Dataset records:
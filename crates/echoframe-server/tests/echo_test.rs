//! End-to-end echo tests over real TCP sockets.
//!
//! Every test starts its own server on an ephemeral port and talks to it
//! with the echoframe client. A server that is not reachable fails the test.

use std::{
    cell::RefCell,
    net::SocketAddr,
    sync::{Arc, Mutex},
    time::Duration,
};

use bytes::Bytes;
use echoframe_client::{Client, ClientError, Event};
use echoframe_core::{ConnectionConfig, EchoHandler, SystemEnv, Transport};
use echoframe_proto::{CloseCode, CloseInfo, Frame, Message, Opcode};
use echoframe_server::{ConnectionHandle, Server, ServerStats, SessionConfig, TcpTransport};
use proptest::prelude::*;
use tokio::{
    io::{AsyncReadExt, AsyncWriteExt},
    net::TcpStream,
    sync::watch,
    task::JoinHandle,
    time::timeout,
};

const LIMIT: Duration = Duration::from_secs(10);

struct TestServer {
    addr: SocketAddr,
    stop: watch::Sender<bool>,
    task: JoinHandle<std::io::Result<ServerStats>>,
}

impl TestServer {
    async fn stop(self) -> ServerStats {
        self.stop.send(true).unwrap();
        timeout(LIMIT, self.task).await.unwrap().unwrap().unwrap()
    }
}

async fn start(config: SessionConfig) -> TestServer {
    let transport = TcpTransport::bind("127.0.0.1:0").await.unwrap();
    let addr = transport.local_addr().unwrap();
    let (stop, rx) = watch::channel(false);
    let task = tokio::spawn(Server::echo(transport, SystemEnv::new(), config).run(rx));
    TestServer { addr, stop, task }
}

async fn start_default() -> TestServer {
    start(SessionConfig::default()).await
}

async fn connect(addr: SocketAddr) -> Client<TcpStream, SystemEnv> {
    let stream = TcpStream::connect(addr).await.unwrap();
    timeout(LIMIT, Client::connect(stream, &addr.to_string(), "/ws", SystemEnv::new()))
        .await
        .unwrap()
        .unwrap()
}

async fn recv(client: &mut Client<TcpStream, SystemEnv>) -> Event {
    timeout(LIMIT, client.recv()).await.unwrap().unwrap()
}

async fn echo(client: &mut Client<TcpStream, SystemEnv>, message: Message) -> Message {
    client.send(message).await.unwrap();
    timeout(LIMIT, client.recv_message()).await.unwrap().unwrap()
}

fn close_code(event: &Event) -> u16 {
    match event {
        Event::Close(Some(info)) => info.code().get(),
        other => panic!("expected close frame, got {other:?}"),
    }
}

async fn raw_exchange(addr: SocketAddr, request: &str) -> String {
    let mut stream = TcpStream::connect(addr).await.unwrap();
    stream.write_all(request.as_bytes()).await.unwrap();
    let mut response = String::new();
    timeout(LIMIT, stream.read_to_string(&mut response)).await.unwrap().unwrap();
    response
}

#[tokio::test]
async fn hello_server_text() {
    let server = start_default().await;
    let mut client = connect(server.addr).await;

    let reply = echo(&mut client, Message::text("Hello, Server!")).await;
    assert_eq!(reply, Message::text("Hello, Server!"));
}

#[tokio::test]
async fn five_byte_binary() {
    let server = start_default().await;
    let mut client = connect(server.addr).await;

    let reply = echo(&mut client, Message::binary(vec![0x01u8, 0x02, 0x03, 0x04, 0x05])).await;
    assert_eq!(reply, Message::Binary(Bytes::from_static(&[0x01, 0x02, 0x03, 0x04, 0x05])));
}

#[tokio::test]
async fn unicode_text() {
    let server = start_default().await;
    let mut client = connect(server.addr).await;

    let text = "こんにちは世界! 你好世界! 🌍🌎🌏";
    assert_eq!(echo(&mut client, Message::text(text)).await, Message::text(text));
}

#[tokio::test]
async fn empty_messages() {
    let server = start_default().await;
    let mut client = connect(server.addr).await;

    assert_eq!(echo(&mut client, Message::text("")).await, Message::text(""));
    assert_eq!(echo(&mut client, Message::binary(Bytes::new())).await, Message::binary(Bytes::new()));
}

#[tokio::test]
async fn large_mixed_script_text() {
    let server = start_default().await;
    let mut client = connect(server.addr).await;

    let text = "aé中🌍Ж".repeat(1_000);
    assert!(text.len() >= 10_000);
    assert_eq!(echo(&mut client, Message::text(text.clone())).await, Message::text(text));
}

#[tokio::test]
async fn large_binary() {
    let server = start_default().await;
    let mut client = connect(server.addr).await;

    let data: Vec<u8> = (0..1_000_000u32).map(|i| (i % 251) as u8).collect();
    assert_eq!(echo(&mut client, Message::binary(data.clone())).await, Message::binary(data));
}

#[tokio::test]
async fn fragmented_message_echoed_whole() {
    let server = start_default().await;
    let mut client = connect(server.addr).await;

    let text = "fragmented 🌍 message ".repeat(20);
    client.send_fragmented(text.clone(), 7).await.unwrap();
    assert_eq!(recv(&mut client).await, Event::Message(Message::text(text)));
}

#[tokio::test]
async fn messages_echoed_in_order() {
    let server = start_default().await;
    let mut client = connect(server.addr).await;

    for i in 0..50 {
        client.send(format!("message {i}")).await.unwrap();
    }
    for i in 0..50 {
        assert_eq!(recv(&mut client).await, Event::Message(Message::text(format!("message {i}"))));
    }
}

#[tokio::test]
async fn ping_answered_mid_fragmented_message() {
    let server = start_default().await;
    let mut client = connect(server.addr).await;

    let payload = vec![0xABu8; 125];
    client.send_frame(&Frame::new(Opcode::Text, false, "Hel")).await.unwrap();
    client.ping(payload.clone()).await.unwrap();
    client.send_frame(&Frame::continuation(true, "lo")).await.unwrap();

    assert_eq!(recv(&mut client).await, Event::Pong(Bytes::from(payload)));
    assert_eq!(recv(&mut client).await, Event::Message(Message::text("Hello")));
}

#[tokio::test]
async fn invalid_utf8_closes_with_1007() {
    let server = start_default().await;
    let mut client = connect(server.addr).await;

    client.send_frame(&Frame::text(vec![0xC3u8, 0x28])).await.unwrap();
    assert_eq!(close_code(&recv(&mut client).await), 1007);
}

#[tokio::test]
async fn invalid_utf8_in_reassembled_form_closes_with_1007() {
    let server = start_default().await;
    let mut client = connect(server.addr).await;

    client.send_frame(&Frame::new(Opcode::Text, false, "valid so far ")).await.unwrap();
    client.send_frame(&Frame::continuation(true, vec![0xF0u8, 0x9F, 0x8C])).await.unwrap();
    assert_eq!(close_code(&recv(&mut client).await), 1007);
}

#[tokio::test]
async fn oversized_frame_rejected_from_header() {
    let config = SessionConfig {
        connection: ConnectionConfig { max_frame_size: 1024, ..Default::default() },
        ..Default::default()
    };
    let server = start(config).await;
    let mut client = connect(server.addr).await;

    // Header alone declares 1 GiB; no payload is ever sent.
    let mut header = vec![0x82u8, 0x80 | 127];
    header.extend_from_slice(&(1u64 << 30).to_be_bytes());
    header.extend_from_slice(&[1, 2, 3, 4]);
    client.send_raw(&header).await.unwrap();

    assert_eq!(close_code(&recv(&mut client).await), 1009);
}

#[tokio::test]
async fn unmasked_frame_closes_with_1002() {
    let server = start_default().await;
    let mut client = connect(server.addr).await;

    client.send_raw(&[0x81, 0x02, b'h', b'i']).await.unwrap();
    assert_eq!(close_code(&recv(&mut client).await), 1002);
}

#[tokio::test]
async fn reserved_opcode_closes_with_1002() {
    let server = start_default().await;
    let mut client = connect(server.addr).await;

    client.send_raw(&[0x83, 0x80, 0, 0, 0, 0]).await.unwrap();
    assert_eq!(close_code(&recv(&mut client).await), 1002);
}

#[tokio::test]
async fn unexpected_continuation_closes_with_1002() {
    let server = start_default().await;
    let mut client = connect(server.addr).await;

    client.send_frame(&Frame::continuation(true, "orphan")).await.unwrap();
    assert_eq!(close_code(&recv(&mut client).await), 1002);
}

#[tokio::test]
async fn client_close_acknowledged_then_transport_shut_down() {
    let server = start_default().await;
    let mut client = connect(server.addr).await;

    let bye = CloseInfo::new(CloseCode::NORMAL, "bye").unwrap();
    let reply = timeout(LIMIT, client.close(Some(&bye))).await.unwrap().unwrap();
    assert_eq!(reply.map(|info| info.code()), Some(CloseCode::NORMAL));

    timeout(LIMIT, client.wait_for_eof()).await.unwrap().unwrap();

    let stats = server.stop().await;
    assert_eq!(stats.accepted, 1);
    assert_eq!(stats.clean_closes, 1);
}

#[tokio::test]
async fn close_without_code_answered_with_1000() {
    let server = start_default().await;
    let mut client = connect(server.addr).await;

    let reply = timeout(LIMIT, client.close(None)).await.unwrap().unwrap();
    assert_eq!(reply, Some(CloseInfo::normal()));
}

#[tokio::test]
async fn concurrent_connections_do_not_interleave() {
    let server = start_default().await;
    let addr = server.addr;

    let clients: Vec<_> = (0..16)
        .map(|id| {
            tokio::spawn(async move {
                let mut client = connect(addr).await;
                for n in 0..25 {
                    let text = format!("client {id} message {n} 🌍");
                    assert_eq!(echo(&mut client, Message::text(text.clone())).await, Message::text(text));

                    let data = vec![id as u8; 100 + n];
                    assert_eq!(echo(&mut client, Message::binary(data.clone())).await, Message::binary(data));
                }
                client.close(Some(&CloseInfo::normal())).await.unwrap();
            })
        })
        .collect();

    for client in clients {
        timeout(LIMIT, client).await.unwrap().unwrap();
    }

    let stats = server.stop().await;
    assert_eq!(stats.accepted, 16);
    assert_eq!(stats.clean_closes, 16);
}

#[tokio::test]
async fn shutdown_closes_sessions_with_going_away() {
    let server = start_default().await;
    let mut client = connect(server.addr).await;
    assert_eq!(echo(&mut client, Message::text("before")).await, Message::text("before"));

    server.stop.send(true).unwrap();
    let event = recv(&mut client).await;
    assert_eq!(close_code(&event), 1001);
    if let Event::Close(info) = event {
        client.send_frame(&Frame::close(info.as_ref())).await.unwrap();
    }

    let stats = timeout(LIMIT, server.task).await.unwrap().unwrap().unwrap();
    assert_eq!(stats.clean_closes, 1);
}

#[tokio::test]
async fn unanswered_server_close_times_out() {
    let handles = Arc::new(Mutex::new(Vec::<ConnectionHandle>::new()));
    let registry = Arc::clone(&handles);

    let transport = TcpTransport::bind("127.0.0.1:0").await.unwrap();
    let addr = transport.local_addr().unwrap();
    let config = SessionConfig {
        connection: ConnectionConfig {
            close_timeout: Duration::from_millis(200),
            ..Default::default()
        },
        ..Default::default()
    };
    let server = Server::new(transport, SystemEnv::new(), config, move |handle: &ConnectionHandle| {
        registry.lock().unwrap().push(handle.clone());
        EchoHandler
    });
    let (_stop, rx) = watch::channel(false);
    tokio::spawn(server.run(rx));

    let mut client = connect(addr).await;
    let handle = handles.lock().unwrap()[0].clone();

    handle.send("pushed by host").await.unwrap();
    assert_eq!(recv(&mut client).await, Event::Message(Message::text("pushed by host")));

    handle.close(CloseInfo::new(CloseCode::NORMAL, "done").unwrap()).await.unwrap();
    assert_eq!(close_code(&recv(&mut client).await), 1000);

    // Never answer; the server gives up and drops the transport.
    let started = tokio::time::Instant::now();
    timeout(LIMIT, client.wait_for_eof()).await.unwrap().unwrap();
    assert!(started.elapsed() >= Duration::from_millis(100));

    // The session is gone; further commands are refused.
    timeout(LIMIT, async {
        while !handle.is_closed() {
            tokio::time::sleep(Duration::from_millis(10)).await;
        }
    })
    .await
    .unwrap();
    assert!(handle.send("too late").await.is_err());
}

#[tokio::test]
async fn heartbeat_pings_client() {
    let config = SessionConfig {
        connection: ConnectionConfig {
            heartbeat_interval: Some(Duration::from_millis(50)),
            ..Default::default()
        },
        ..Default::default()
    };
    let server = start(config).await;
    let mut client = connect(server.addr).await;
    assert_eq!(recv(&mut client).await, Event::Ping(Bytes::new()));
}

#[tokio::test]
async fn idle_connection_closed_with_going_away() {
    let config = SessionConfig {
        connection: ConnectionConfig {
            idle_timeout: Some(Duration::from_millis(100)),
            ..Default::default()
        },
        ..Default::default()
    };
    let server = start(config).await;
    let mut client = connect(server.addr).await;
    assert_eq!(close_code(&recv(&mut client).await), 1001);
}

#[tokio::test]
async fn missing_key_rejected_with_400() {
    let server = start_default().await;
    let response = raw_exchange(
        server.addr,
        "GET /ws HTTP/1.1\r\nHost: localhost\r\nUpgrade: websocket\r\nConnection: Upgrade\r\n\
         Sec-WebSocket-Version: 13\r\n\r\n",
    )
    .await;
    assert!(response.starts_with("HTTP/1.1 400 Bad Request\r\n"), "{response}");
}

#[tokio::test]
async fn wrong_version_rejected_with_426() {
    let server = start_default().await;
    let response = raw_exchange(
        server.addr,
        "GET /ws HTTP/1.1\r\nHost: localhost\r\nUpgrade: websocket\r\nConnection: Upgrade\r\n\
         Sec-WebSocket-Key: dGhlIHNhbXBsZSBub25jZQ==\r\nSec-WebSocket-Version: 8\r\n\r\n",
    )
    .await;
    assert!(response.starts_with("HTTP/1.1 426 Upgrade Required\r\n"), "{response}");
    assert!(response.contains("Sec-WebSocket-Version: 13\r\n"));
}

#[tokio::test]
async fn wrong_path_rejected_with_404() {
    let config = SessionConfig {
        connection: ConnectionConfig { upgrade_path: Some("/ws".into()), ..Default::default() },
        ..Default::default()
    };
    let server = start(config).await;

    let stream = TcpStream::connect(server.addr).await.unwrap();
    let result = Client::connect(stream, "localhost", "/elsewhere", SystemEnv::new()).await;
    assert!(matches!(
        result,
        Err(ClientError::Handshake(echoframe_core::HandshakeError::UnexpectedStatus(404)))
    ));
}

#[tokio::test]
async fn failed_connection_does_not_affect_others() {
    let server = start_default().await;
    let mut healthy = connect(server.addr).await;
    let mut broken = connect(server.addr).await;

    broken.send_raw(&[0x81, 0x01, b'x']).await.unwrap();
    assert_eq!(close_code(&recv(&mut broken).await), 1002);

    assert_eq!(echo(&mut healthy, Message::text("still here")).await, Message::text("still here"));
}

#[test]
fn text_roundtrip_property() {
    let rt = tokio::runtime::Runtime::new().unwrap();
    let server = rt.block_on(start_default());
    let client = RefCell::new(rt.block_on(connect(server.addr)));

    proptest!(ProptestConfig::with_cases(64), |(text in "\\PC{0,3000}")| {
        let reply = rt.block_on(echo(&mut client.borrow_mut(), Message::text(text.clone())));
        prop_assert_eq!(reply, Message::text(text));
    });
}

#[test]
fn binary_roundtrip_property() {
    let rt = tokio::runtime::Runtime::new().unwrap();
    let server = rt.block_on(start_default());
    let client = RefCell::new(rt.block_on(connect(server.addr)));

    proptest!(
        ProptestConfig::with_cases(64),
        |(data in proptest::collection::vec(any::<u8>(), 0..70_000), max_fragment in 0usize..4096)| {
            let mut client = client.borrow_mut();
            rt.block_on(client.send_fragmented(data.clone(), max_fragment)).unwrap();
            let reply = rt.block_on(client.recv_message()).unwrap();
            prop_assert_eq!(reply, Message::binary(data));
        }
    );
}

Description of the task: Lines with "watch" in them are what the answer must contain; copy each from the records above.

Expected answer:
    sync::watch,
    stop: watch::Sender<bool>,
    let (stop, rx) = watch::channel(false);
    let (_stop, rx) = watch::channel(false);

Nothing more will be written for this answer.